Imbalance In The Value Chain

A new study by IATA and McKinsey & Company on profitability trends across the aviation value chain reveals that profitability varies widely by sector. It also shows that in aggregate, airlines underperform on the financial return that an investor would normally expect.

While there is no clear path to rapidly re-balance the value chain, the study concludes that there are some key areas — including decarbonization and data-sharing — where working together and burden-sharing will mutually benefit all value chain participants.

Highlights from the Understanding the Pandemic’s impact on the Aviation Value Chain study include:

  • Capital Destruction: Despite delivering consistent operating profits pre-pandemic (2012-2019), airlines collectively did not produce economic returns above the industry’s Weighted Average Cost of Capital (WACC). On average the collective Return in Invested Capital (ROIC) generated by airlines was 2.4% below the WACC, collectively destroying an average of $17.9 billion of capital each year.
  • Value Creation: Pre-pandemic, all sectors of the value chain except airlines delivered ROIC in excess of the WACC, with airports leading the pack in the absolute value of return by rewarding investors with an average of $4.6 billion annually above the WACC (3% of revenue). When viewed as a percentage of revenue, Global Distribution Systems (GDSs)/Travel Tech firms topped the list with average returns of 8.5% of revenues above the WACC ($700 million annually), followed by ground handlers (5.1% of revenue or $1.5 billion annually), and Air Navigation Service Providers (ANSPs) at 4.4% of revenues ($1.0 billion annually).
  • Pandemic Changes: Although the pandemic (2020-2021) saw losses across the value chain, in absolute terms airlines’ losses led the pack, with ROIC falling below the WACC by an average of $104.1 billion annually (-20.6% of revenues). Airports saw ROIC fall $34.3 billion below the WACC and generating the largest economic losses as a percentage of revenue (-39.5% of revenues).

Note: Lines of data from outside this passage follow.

//! `GET /groups/:group_id/profiles`: the profiles a group follows, by name.

use axum::{
  Json,
  extract::{Path, State},
};
use revwatch_core::{crawl::Crawler, profile::Profile, store::ReviewStore};

use crate::{ServiceState, error::ApiError};

pub async fn followed<S, C>(
  State(service): State<ServiceState<S, C>>,
  Path(group_id): Path<String>,
) -> Result<Json<Vec<Profile>>, ApiError>
where
  S: ReviewStore,
  C: Crawler,
{
  Ok(Json(service.followed_profiles(&group_id).await?))
}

IATA’s Director General, Willie Walsh observed that: “This research reaffirms that airlines improved their profitability in the years following the Global Financial Crisis. But it also clearly shows that airlines, on average, were not able to benefit financially to the same degree as their suppliers and infrastructure partners. Rewards across the value chain are also disproportionate to risk. Airlines are the most sensitive to shocks but have limited profits with which to build a financial buffer.”

And Walsh added: “The pandemic saw all players fall into economic losses. As the industry recovers from the crisis, the study’s most important question is: can a more balanced distribution of economic returns and risk be realized in the post-pandemic world?”

Several changes in the profile of airline economic returns are noted in the study:

  • While network carriers underperformed the low-cost sector (LCCs) pre-pandemic, average economic returns by network carriers exceeded those of the LCCs during the pandemic. The gap between the two, however has narrowed as the recovery progressed.
  • Airlines solely operating cargo flights has a profitable financial performance with an ROI of nearly 10%. Thus, the profitability all-cargo carriers was the reverse of airlines carrying both passengers and cargo. By comparison, the performance of all cargo carriers is still well below the average ROIC for freight forwarders which began the crisis at nearly 15% of revenues and grew to 40% of revenues by 2021.
  • Regionally, it was clear that in aggregate North America carriers entered the crisis with the healthiest balance sheets and strongest financial performance. The picture of recovery was less clear-cut in 2021, but having fallen the deepest in the crisis, the trajectory of the region’s recovery is also the steepest.

Walsh points out that: “There is no magic solution to rebalance the value chain. But it is clear that the interests of governments, travelers and other value chain participants are best served by financially healthy participants—and particularly airlines. A combination of better regulation and cooperation in areas of mutual interest could move the needle. And there are at least two areas ripe for collaboration and burden sharing—pursuing data-driven efficiency gains and decarbonization.”